4. Recent and upcoming hearings
Recent hearings:
- Tuesday, March 25, 2025:
- Xiaomi v. Daedalus Prime (revocation; CD Paris)
- Viking Arm AS v. Stanley Black & Decker Sweden AB, Stanley Black & Decker Inc., Stanley Black & Decker Deutschland GmbH (Nordic-Baltic RD)
- Wednesday, March 26, 2025: Amazon v. Nokia (CoA, Rule 220.1 RoP appeal)
- Thursday, March 27, 2025:
- Lindal Dispenser GmbH v. Rocep-Lusol Holdings Limited (revocation; CD Paris)
- Grundfos Holding A/S v. Hefei Xinhu Canned Motor Pump Co., Ltd. (Dusseldorf LD)
Upcoming hearings:
- Thursday, April 3, 2025: Aylo Premium v. DISH (revocation; CD Paris)
- Friday, April 4, 2025:
- Hurom v. NUC Electronics & Warmcook (Paris LD)
- Edwards v. Meril (announcement; Munich LD)
- Tuesday, April 8, 2025: MED-EL Elektromedizinische Geräte Gesellschaft m.b.H. v.
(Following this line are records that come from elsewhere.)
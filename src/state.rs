//! Dashboard application state
//!
//! All state the dashboard shell renders lives in one [`AppState`] value.
//! View transitions are expressed as [`Action`]s applied by
//! [`AppState::apply`]. Session records only enter through the aggregator,
//! which assigns their ids. Reducers do no I/O and never reorder or drop
//! recorded sessions.

use crate::types::{SessionData, Tab, UserProfile};
use serde::{Deserialize, Serialize};

/// Experience awarded per completed session
pub const XP_PER_SESSION: u64 = 150;

/// View transitions
#[derive(Debug, Clone, Copy, PartialEq, Eq)]
pub enum Action {
    Navigate(Tab),
    ToggleSidebar,
    ShowCoach,
    DismissCoach,
}

/// Single store for the dashboard
#[derive(Debug, Clone, PartialEq, Serialize, Deserialize)]
pub struct AppState {
    pub active_tab: Tab,
    pub sidebar_open: bool,
    pub show_coach: bool,
    pub profile: UserProfile,
    sessions: Vec<SessionData>,
}

impl Default for AppState {
    fn default() -> Self {
        Self::new(UserProfile::default())
    }
}

impl AppState {
    pub fn new(profile: UserProfile) -> Self {
        Self {
            active_tab: Tab::Home,
            sidebar_open: true,
            show_coach: false,
            profile,
            sessions: Vec::new(),
        }
    }

    /// Session history in completion order
    pub fn sessions(&self) -> &[SessionData] {
        &self.sessions
    }

    pub fn apply(&mut self, action: Action) {
        match action {
            Action::Navigate(tab) => self.active_tab = tab,
            Action::ToggleSidebar => self.sidebar_open = !self.sidebar_open,
            Action::ShowCoach => self.show_coach = true,
            Action::DismissCoach => self.show_coach = false,
        }
    }

    /// Append a completed session and award experience.
    ///
    /// The caller guarantees `session.id` is not already in the history.
    /// Counters saturate at their maximum.
    pub(crate) fn record_session(&mut self, session: SessionData) {
        self.sessions.push(session);
        self.profile.xp = self.profile.xp.saturating_add(XP_PER_SESSION);
        self.profile.total_sessions = self.profile.total_sessions.saturating_add(1);
        self.active_tab = Tab::Home;
    }
}

#[cfg(test)]
mod tests {
    use super::*;
    use crate::types::SessionType;
    use pretty_assertions::assert_eq;

    fn make_session(id: &str) -> SessionData {
        SessionData {
            id: id.to_string(),
            date: 0,
            duration: 1,
            avg_hrv: 80.0,
            avg_gsr: 20.0,
            avg_facial_calm: 90.0,
            sri: 83.5,
            recovery_time: 200,
            stress_events: 0,
            session_type: SessionType::Stress,
        }
    }

    #[test]
    fn test_defaults() {
        let state = AppState::default();
        assert_eq!(state.active_tab, Tab::Home);
        assert!(state.sidebar_open);
        assert!(!state.show_coach);
        assert!(state.sessions().is_empty());
    }

    #[test]
    fn test_navigation_and_chrome() {
        let mut state = AppState::default();

        state.apply(Action::Navigate(Tab::Monitor));
        assert_eq!(state.active_tab, Tab::Monitor);

        state.apply(Action::ToggleSidebar);
        assert!(!state.sidebar_open);
        state.apply(Action::ToggleSidebar);
        assert!(state.sidebar_open);

        state.apply(Action::ShowCoach);
        assert!(state.show_coach);
        state.apply(Action::DismissCoach);
        assert!(!state.show_coach);
    }

    #[test]
    fn test_session_completion_updates_profile() {
        let mut state = AppState::default();
        let before = state.profile.clone();
        state.apply(Action::Navigate(Tab::Monitor));

        state.record_session(make_session("session-1"));

        assert_eq!(state.sessions().len(), 1);
        assert_eq!(state.profile.xp, before.xp + 150);
        assert_eq!(state.profile.total_sessions, before.total_sessions + 1);
        assert_eq!(state.profile.level, before.level);
        assert_eq!(state.active_tab, Tab::Home);
    }

    #[test]
    fn test_history_is_append_only() {
        let mut state = AppState::default();
        for i in 0..5 {
            state.record_session(make_session(&format!("session-{}", i)));
        }

        let ids: Vec<&str> = state.sessions().iter().map(|s| s.id.as_str()).collect();
        assert_eq!(
            ids,
            vec!["session-0", "session-1", "session-2", "session-3", "session-4"]
        );
    }

    #[test]
    fn test_rewards_saturate_at_max() {
        let mut state = AppState::new(UserProfile {
            xp: u64::MAX - 10,
            total_sessions: u64::MAX,
            ..UserProfile::default()
        });

        state.record_session(make_session("session-1"));
        state.record_session(make_session("session-2"));

        assert_eq!(state.profile.xp, u64::MAX);
        assert_eq!(state.profile.total_sessions, u64::MAX);
        assert_eq!(state.sessions().len(), 2);
    }
}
Advanced Bionics AG and others (Mannheim LD)
- Wednesday, April 9, 2025:
- F. Hoffman-La Roche AG v. Tandem Diabetes Care, Inc. a. o. (Dusseldorf LD)
- Boehringer v. Zentiva (Lisbon LD; preliminary injunction hearing)
- Tuesday, May 6, 2025: Motorola Mobility LLC v. Telefonaktiebolaget LM Ericsson, Ericsson GmbH (Munich LD)
5. Around the UPC: Unitary Patent growing quickly in popularity
The 2024 stats released by the European Patent Office (EPO) show that more and more patentees are seeking unitary effect for their patents. A 53% growth rate over the previous year exceeded the EPO’s expectations. The UPC has exclusive jurisdiction over Unitary Patents, so the more popular that instrument is, the more cases the UPC will get when actual enforcement happens or when revocation claims are brought.